Blacklisted for abuse

This request has been blacklisted for abusing rawgit.com.

------
spb
Just change the name of the master branch on the remote to "gh-pages" and have
GitHub host the files on github.io.

------
autechr3
URL debacle aside, I think this seems like a pretty good tool. My only qualm
is that it seems a bit busy. In my mind, a good json editor will make it
easier to edit the data, but here I had to scroll more and click more.

------
PaulFreund
I'm currently working on integrating this in my app. I really like the
combination of json-schema and json as a protocol.
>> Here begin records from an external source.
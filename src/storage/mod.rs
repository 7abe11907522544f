pub mod db;
pub mod error;
pub mod operations;
pub(crate) mod schema;
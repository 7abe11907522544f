use std::path::PathBuf;

use log::{debug, info};

use crate::metadata::{
    error::MetadataError, exiftool::TagSource, raw::TaggedRecord, validate::validate,
};

/// Upper bound on the number of paths handed to the extractor per call.
pub const PATHS_PARTITION_SIZE: usize = 1000;

/// Finite, non-restartable producer of per-partition metadata batches.
///
/// Paths are split into partitions of [`PATHS_PARTITION_SIZE`] (the
/// last one may be smaller) and the extractor is invoked once per
/// partition, in order. Each yielded record carries its validation
/// result so callers can persist a batch before the next partition is
/// extracted. A failed partition ends the sequence; batches already
/// yielded stay valid.
pub struct MetadataBatches<'a, S: TagSource> {
    source: &'a mut S,
    paths: Vec<PathBuf>,
    next: usize,
    partition: usize,
}

pub fn extract_batches<S: TagSource>(
    source: &mut S,
    paths: Vec<PathBuf>,
) -> MetadataBatches<'_, S> {
    let partitions = paths.len().div_ceil(PATHS_PARTITION_SIZE);
    if partitions > 1 {
        info!(
            "extracting GPS metadata for {} files in {partitions} partitions",
            paths.len()
        );
    }
    MetadataBatches {
        source,
        paths,
        next: 0,
        partition: 0,
    }
}

impl<S: TagSource> Iterator for MetadataBatches<'_, S> {
    type Item = Result<Vec<TaggedRecord>, MetadataError>;

    fn next(&mut self) -> Option<Self::Item> {
        if self.next >= self.paths.len() {
            return None;
        }
        let end = (self.next + PATHS_PARTITION_SIZE).min(self.paths.len());
        let chunk = &self.paths[self.next..end];
        self.next = end;
        self.partition += 1;

        let records = match self.source.read_tags(chunk) {
            Ok(records) => records,
            Err(e) => {
                self.next = self.paths.len();
                return Some(Err(e));
            }
        };

        let batch: Vec<TaggedRecord> = records
            .into_iter()
            .map(|raw| {
                let valid = validate(&raw);
                TaggedRecord { raw, valid }
            })
            .collect();

        debug!(
            "partition {}: {} of {} records carry GPS metadata",
            self.partition,
            batch.iter().filter(|record| record.valid).count(),
            batch.len()
        );

        Some(Ok(batch))
    }
}

#[cfg(test)]
mod tests {
    use super::*;
    use crate::metadata::raw::{
        RawMetadata, TAG_LATITUDE, TAG_LATITUDE_REF, TAG_LONGITUDE, TAG_LONGITUDE_REF,
        TAG_SOURCE_FILE,
    };
    use anyhow::anyhow;
    use serde_json::{Map, json};
    use std::path::PathBuf;

    /// Yields one record per path; paths containing "geo" get full GPS
    /// tags, the rest only a source file.
    struct FakeSource {
        chunk_sizes: Vec<usize>,
        fail_on_call: Option<usize>,
    }

    impl FakeSource {
        fn new() -> Self {
            Self {
                chunk_sizes: Vec::new(),
                fail_on_call: None,
            }
        }
    }

    impl TagSource for FakeSource {
        fn read_tags(&mut self, paths: &[PathBuf]) -> Result<Vec<RawMetadata>, MetadataError> {
            self.chunk_sizes.push(paths.len());
            if Some(self.chunk_sizes.len()) == self.fail_on_call {
                return Err(MetadataError::Extraction(anyhow!("extractor unreachable")));
            }
            Ok(paths.iter().map(|path| fake_record(path)).collect())
        }
    }

    fn fake_record(path: &PathBuf) -> RawMetadata {
        let mut map = Map::new();
        map.insert(
            TAG_SOURCE_FILE.to_string(),
            json!(path.to_string_lossy().to_string()),
        );
        if path.to_string_lossy().contains("geo") {
            map.insert(TAG_LATITUDE.to_string(), json!(10.0));
            map.insert(TAG_LATITUDE_REF.to_string(), json!("N"));
            map.insert(TAG_LONGITUDE.to_string(), json!(20.0));
            map.insert(TAG_LONGITUDE_REF.to_string(), json!("E"));
        }
        RawMetadata(map)
    }

    fn paths(n: usize) -> Vec<PathBuf> {
        (0..n).map(|i| PathBuf::from(format!("/p/{i}.jpg"))).collect()
    }

    #[test]
    fn partitions_paths_into_fixed_size_chunks() {
        let mut source = FakeSource::new();
        let batches: Vec<_> = extract_batches(&mut source, paths(2500))
            .collect::<Result<_, _>>()
            .unwrap();

        assert_eq!(
            batches.iter().map(|batch| batch.len()).collect::<Vec<_>>(),
            vec![1000, 1000, 500]
        );
        assert_eq!(source.chunk_sizes, vec![1000, 1000, 500]);

        // partitions keep the original path order
        assert_eq!(batches[0][0].raw.source_file(), Some("/p/0.jpg"));
        assert_eq!(batches[1][0].raw.source_file(), Some("/p/1000.jpg"));
        assert_eq!(batches[2][0].raw.source_file(), Some("/p/2000.jpg"));
    }

    #[test]
    fn no_paths_means_no_batches() {
        let mut source = FakeSource::new();
        assert_eq!(extract_batches(&mut source, Vec::new()).count(), 0);
        assert!(source.chunk_sizes.is_empty());
    }

    #[test]
    fn annotates_records_with_validation_result() {
        let mut source = FakeSource::new();
        let input = vec![PathBuf::from("/p/geo.jpg"), PathBuf::from("/p/plain.jpg")];

        let batches: Vec<_> = extract_batches(&mut source, input)
            .collect::<Result<_, _>>()
            .unwrap();

        assert_eq!(batches.len(), 1);
        assert!(batches[0][0].valid);
        assert!(!batches[0][1].valid);
    }

    #[test]
    fn extraction_failure_propagates_and_ends_the_sequence() {
        let mut source = FakeSource::new();
        source.fail_on_call = Some(2);

        let mut batches = extract_batches(&mut source, paths(2500));

        assert!(batches.next().unwrap().is_ok());
        assert!(batches.next().unwrap().is_err());
        assert!(batches.next().is_none());
    }
}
Where no custom UI is
defined json-editor jumps in to save the day.

------
fit2rule
Otherwise known as "How to data-harvest a very interesting selection of JSON
records from users all over the world."

No thanks, with my data - its offline and safe, or not at all.

------
tzury
This is the one I have been using for so long... and it is open source as
well.

[http://jsoneditoronline.org/](http://jsoneditoronline.org/)

------
planckscnst
Alpaca [1] is similar project.

[http://www.alpacajs.org/index.html](http://www.alpacajs.org/index.html)

------
pokstad
This would be great for integrating into CouchDB for entering common types of
documents into Futon.

------
d55
I'd like something like this for XML.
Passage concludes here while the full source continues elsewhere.